Amelia Oberhardt, podcast host, 37: Q&A

Amelia Oberhardt spent 12 years trying to find out the identities of two people after spotting a strange photo at her mother’s wake. The results were astonishing.

Looking for answers: Amelia Oberhardt. Photo: Peter Wallis
Looking for answers: Amelia Oberhardt. Photo: Peter Wallis

Your hit podcast Secrets We Keep: Shame, Lies & Family was inspired by your own family story. Tell us about the moment you discovered the secret your mother had kept from you her whole life. Mum died of alcoholism in 2011. At her wake, a photo I’d never seen before appeared in a slideshow. It showed her as a teenager cradling a baby and standing next to a young man, his arm around her. She had a wedding ring on. I was floored. It looked like a family portrait but the man wasn’t my dad and the baby wasn’t me. I spent the next 12 years trying to find out who they were, in an attempt to better understand who Mum really was.

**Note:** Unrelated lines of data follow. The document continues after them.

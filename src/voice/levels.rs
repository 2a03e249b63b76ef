/// Number of waveform buckets the recording UI displays
pub const LEVEL_BUCKETS: usize = 40;

/// Reduce a batch of PCM samples to `buckets` normalized peak levels in
/// 0.0..=1.0 for waveform display.
pub fn amplitude_buckets(samples: &[i16], buckets: usize) -> Vec<f32> {
    if buckets == 0 {
        return Vec::new();
    }

    let mut levels = vec![0.0f32; buckets];
    if samples.is_empty() {
        return levels;
    }

    let chunk = samples.len().div_ceil(buckets);
    for (level, window) in levels.iter_mut().zip(samples.chunks(chunk)) {
        let peak = window
            .iter()
            .map(|s| (*s as i32).unsigned_abs())
            .max()
            .unwrap_or(0);
        *level = (peak as f32 / i16::MAX as f32).min(1.0);
    }

    levels
}

#[cfg(test)]
mod tests {
    use super::*;

    #[test]
    fn empty_input_yields_silent_buckets() {
        let levels = amplitude_buckets(&[], LEVEL_BUCKETS);
        assert_eq!(levels.len(), LEVEL_BUCKETS);
        assert!(levels.iter().all(|l| *l == 0.0));
    }

    #[test]
    fn peaks_land_in_their_buckets() {
        // Two buckets: quiet first half, loud second half
        let mut samples = vec![100i16; 50];
        samples.extend(vec![i16::MAX; 50]);

        let levels = amplitude_buckets(&samples, 2);
        assert_eq!(levels.len(), 2);
        assert!(levels[0] < 0.01);
        assert!((levels[1] - 1.0).abs() < f32::EPSILON);
    }

    #[test]
    fn extreme_negative_sample_clamps_to_one() {
        let levels = amplitude_buckets(&[i16::MIN], 1);
        assert_eq!(levels, vec![1.0]);
    }

    #[test]
    fn fewer_samples_than_buckets_leaves_tail_silent() {
        let levels = amplitude_buckets(&[1000, -2000], 40);
        assert_eq!(levels.len(), 40);
        assert!(levels[0] > 0.0);
        assert!(levels[2..].iter().all(|l| *l == 0.0));
    }
}
//! Mock seed data backing guest mode.
//!
//! Guest mode never touches the gateway; these fixtures play the role of
//! the remote rows, with timestamps relative to process time so the chat
//! list reads naturally.

use crate::gateway::{
    CallDirection, CallRecord, CallStatus, CallType, Conversation, Message, Profile,
};
use chrono::{Duration, Utc};

pub const GUEST_USER_ID: &str = "guest";

pub fn guest_profile() -> Profile {
    Profile {
        id: GUEST_USER_ID.to_string(),
        full_name: "Guest User".to_string(),
        username: "guest".to_string(),
        avatar_url: Some("https://api.dicebear.com/7.x/avataaars/svg?seed=guest".to_string()),
    }
}

pub fn seed_users() -> Vec<Profile> {
    let avatar = |seed: &str| {
        Some(format!(
            "https://api.dicebear.com/7.x/avataaars/svg?seed={seed}"
        ))
    };

    vec![
        Profile {
            id: "1".to_string(),
            full_name: "Jane Cooper".to_string(),
            username: "jane_cooper".to_string(),
            avatar_url: avatar("Jane"),
        },
        Profile {
            id: "2".to_string(),
            full_name: "Jenny Wilson".to_string(),
            username: "jenny_wilson".to_string(),
            avatar_url: avatar("Jenny"),
        },
        Profile {
            id: "3".to_string(),
            full_name: "Bessie Cooper".to_string(),
            username: "bessie_cooper".to_string(),
            avatar_url: avatar("Bessie"),
        },
        Profile {
            id: "4".to_string(),
            full_name: "Guy Hawkins".to_string(),
            username: "guy_hawkins".to_string(),
            avatar_url: avatar("Guy"),
        },
        Profile {
            id: "5".to_string(),
            full_name: "Ralph Edwards".to_string(),
            username: "ralph_edwards".to_string(),
            avatar_url: avatar("Ralph"),
        },
    ]
}

pub fn seed_conversations() -> Vec<Conversation> {
    let users = seed_users();
    let now = Utc::now();
    let ages_minutes = [30i64, 60, 120, 300, 1440];

    users
        .into_iter()
        .zip(ages_minutes)
        .enumerate()
        .map(|(i, (participant, age))| Conversation {
            id: format!("conv-{}", i + 1),
            updated_at: now - Duration::minutes(age),
            participant,
        })
        .collect()
}

/// Past calls shown on the guest calls list, newest first.
pub fn seed_call_history() -> Vec<CallRecord> {
    let users = seed_users();
    let now = Utc::now();

    let record = |id: &str,
                  participant: &Profile,
                  call_type: CallType,
                  duration: u64,
                  status: CallStatus,
                  direction: CallDirection,
                  minutes_ago: i64| {
        CallRecord {
            id: id.to_string(),
            user_id: GUEST_USER_ID.to_string(),
            other_participant_name: participant.full_name.clone(),
            other_participant_avatar: participant.avatar_url.clone(),
            call_type,
            duration,
            status,
            direction,
            created_at: now - Duration::minutes(minutes_ago),
        }
    };

    vec![
        record(
            "call-1",
            &users[0],
            CallType::Video,
            154,
            CallStatus::Completed,
            CallDirection::Incoming,
            120,
        ),
        record(
            "call-2",
            &users[1],
            CallType::Audio,
            47,
            CallStatus::Completed,
            CallDirection::Outgoing,
            210,
        ),
        record(
            "call-3",
            &users[2],
            CallType::Audio,
            0,
            CallStatus::Missed,
            CallDirection::Incoming,
            1320,
        ),
        record(
            "call-4",
            &users[3],
            CallType::Video,
            312,
            CallStatus::Completed,
            CallDirection::Outgoing,
            1920,
        ),
    ]
}

pub fn seed_messages(conversation_id: &str) -> Vec<Message> {
    let users = seed_users();
    let now = Utc::now();
    let guest = guest_profile();

    let message = |id: &str, conversation_id: &str, sender: &Profile, content: &str, minutes_ago: i64| {
        Message {
            id: id.to_string(),
            conversation_id: conversation_id.to_string(),
            sender_id: sender.id.clone(),
            content: content.to_string(),
            created_at: now - Duration::minutes(minutes_ago),
            sender: sender.clone(),
        }
    };

    match conversation_id {
        "conv-1" => vec![
            message("msg-1", "conv-1", &users[0], "Hello! How are you doing today?", 35),
            message("msg-2", "conv-1", &guest, "Hi! I'm doing great, thanks for asking!", 32),
            message(
                "msg-3",
                "conv-1",
                &users[0],
                "That's wonderful! Don't forget to check out all the features in the app.",
                30,
            ),
        ],
        "conv-2" => vec![
            message("msg-4", "conv-2", &users[1], "Hi there! Nice to meet you", 70),
            message("msg-5", "conv-2", &guest, "Nice to meet you too!", 65),
            message(
                "msg-6",
                "conv-2",
                &users[1],
                "This is a sample conversation to show how the chat works!",
                60,
            ),
        ],
        "conv-3" => vec![message("msg-7", "conv-3", &users[2], "How are you, my friend?", 120)],
        "conv-4" => vec![message("msg-8", "conv-4", &users[3], "Where are you right now?", 300)],
        "conv-5" => vec![message(
            "msg-9",
            "conv-5",
            &users[4],
            "Hello, I'm looking forward to chatting with you!",
            1440,
        )],
        _ => Vec::new(),
    }
}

The photo that started Amelia Oberhardt’s quest for the truth
The photo that started Amelia Oberhardt’s quest for the truth

Your podcast opens a Pandora’s Box on reproductive rights for women in 1970s Australia. What shocked you most about this era? The sheer scale of forced adoption – as well as how streamlined the process was. Governments, doctors, religious institutions and social workers enabled a system that allowed forced adoption to thrive. We don’t know the true numbers of families impacted. Even today, there are still people desperately trying to find their children or their biological parents. On a personal level, I was shocked to learn Mum had been forced to get married after falling pregnant as a teen. She’d never mentioned anything to me about this chapter in her life.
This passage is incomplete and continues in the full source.